Beijing Key Laboratory of Computing Intelligence and Intelligent System, Beijing University of Technology, Beijing 100124, China.
Math Biosci Eng. 2023 May 9;20(7):11821-11846. doi: 10.3934/mbe.2023526.
The semiconductor manufacturing industry relies heavily on wafer surface defect detection for yield enhancement. Machine learning and digital image processing technologies have been used in the development of various detection algorithms. However, most wafer surface inspection algorithms are not be applied in industrial environments due to the difficulty in obtaining training samples, high computational requirements, and poor generalization. In order to overcome these difficulties, this paper introduces a full-flow inspection method based on machine vision to detect wafer surface defects. Starting with the die image segmentation stage, where a die segmentation algorithm based on candidate frame fitting and coordinate interpolation is proposed for die sample missing matching segmentation. The method can segment all the dies in the wafer, avoiding the problem of missing dies splitting. After that, in the defect detection stage, we propose a die defect anomaly detection method based on defect feature clustering by region, which can reduce the impact of noise in other regions when extracting defect features in a single region. The experiments show that the proposed inspection method can precisely position and segment die images, and find defective dies with an accuracy of more than 97%. The defect detection method proposed in this paper can be applied to inspect wafer manufacturing.

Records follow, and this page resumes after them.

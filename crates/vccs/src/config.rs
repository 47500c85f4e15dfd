//! CLI configuration: thin wrapper around `vccs_config` shared types.
//!
//! Adds resolution that respects `GlobalOpts` flag overrides
//! (`--profile`, `--backend`, `--facilities`).

use vccs_core::{Facility, FacilitySource, SessionConfig, TransportConfig};

use crate::cli::GlobalOpts;
use crate::error::CliError;

pub use vccs_config::{Config, Profile, config_path, load_config, save_config};

/// Resolve the active profile name from CLI flags and config.
pub fn active_profile_name(global: &GlobalOpts, config: &Config) -> String {
    config.profile_name(global.profile.as_deref())
}

/// Look up the active profile, with flag overrides applied.
///
/// An explicitly requested profile must exist. Without one, flags alone
/// can stand in for a missing default profile.
fn resolve_profile(global: &GlobalOpts, config: &Config) -> Result<Option<Profile>, CliError> {
    let name = active_profile_name(global, config);
    let mut profile = match config.profiles.get(&name) {
        Some(profile) => profile.clone(),
        None if global.profile.is_some() => {
            return Err(CliError::ProfileNotFound {
                name,
                available: available_profiles(config),
            });
        }
        None => match (&global.backend, &global.facilities) {
            (None, None) => return Ok(None),
            (backend, facilities) => Profile::new(
                backend.clone().unwrap_or_default(),
                facilities.clone().unwrap_or_default(),
            ),
        },
    };

    if let Some(ref backend) = global.backend {
        profile.backend.clone_from(backend);
    }
    if let Some(ref facilities) = global.facilities {
        profile.facilities.clone_from(facilities);
    }
    Ok(Some(profile))
}

fn available_profiles(config: &Config) -> String {
    if config.profiles.is_empty() {
        return "(none)".into();
    }
    config.profiles.keys().cloned().collect::<Vec<_>>().join(", ")
}

fn no_config() -> CliError {
    CliError::NoConfig {
        path: config_path().display().to_string(),
    }
}

/// Full session configuration for `run`.
pub fn session_config(global: &GlobalOpts) -> Result<SessionConfig, CliError> {
    let config = load_config()?;
    let profile = resolve_profile(global, &config)?.ok_or_else(no_config)?;
    if profile.backend.is_empty() {
        return Err(no_config());
    }
    Ok(vccs_config::profile_to_session_config(&profile, &config.defaults)?)
}

/// Facility source and startup positions for the offline commands.
/// Needs no backend.
pub fn offline_source(global: &GlobalOpts) -> Result<(FacilitySource, Vec<String>), CliError> {
    let config = load_config()?;
    let profile = resolve_profile(global, &config)?.ok_or_else(no_config)?;
    if profile.facilities.trim().is_empty() {
        return Err(CliError::Validation {
            field: "facilities".into(),
            reason: "no facility document configured; pass --facilities".into(),
        });
    }
    Ok((FacilitySource::parse(&profile.facilities), profile.positions))
}

/// Load the facility document for the offline commands.
pub async fn load_facility(global: &GlobalOpts) -> Result<(Facility, Vec<String>), CliError> {
    let (source, positions) = offline_source(global)?;
    let facility = source.load(&TransportConfig::default()).await?;
    Ok((facility, positions))
}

半导体制造业在提高产量方面严重依赖晶圆表面缺陷检测。机器学习和数字图像处理技术已被用于各种检测算法的开发中。然而,由于获取训练样本困难、计算要求高以及泛化性差,大多数晶圆表面检测算法无法应用于工业环境。为了克服这些困难,本文介绍了一种基于机器视觉的全流程检测方法来检测晶圆表面缺陷。从芯片图像分割阶段开始,提出了一种基于候选框拟合和坐标插值的芯片分割算法,用于芯片样本缺失匹配分割。该方法可以分割晶圆中的所有芯片,避免芯片分割缺失的问题。之后,在缺陷检测阶段,提出了一种基于区域缺陷特征聚类的芯片缺陷异常检测方法,在单个区域提取缺陷特征时可以减少其他区域噪声的影响。实验表明,所提出的检测方法可以精确地定位和分割芯片图像,以超过97%的准确率找到有缺陷的芯片。本文提出的缺陷检测方法可应用于晶圆制造检测。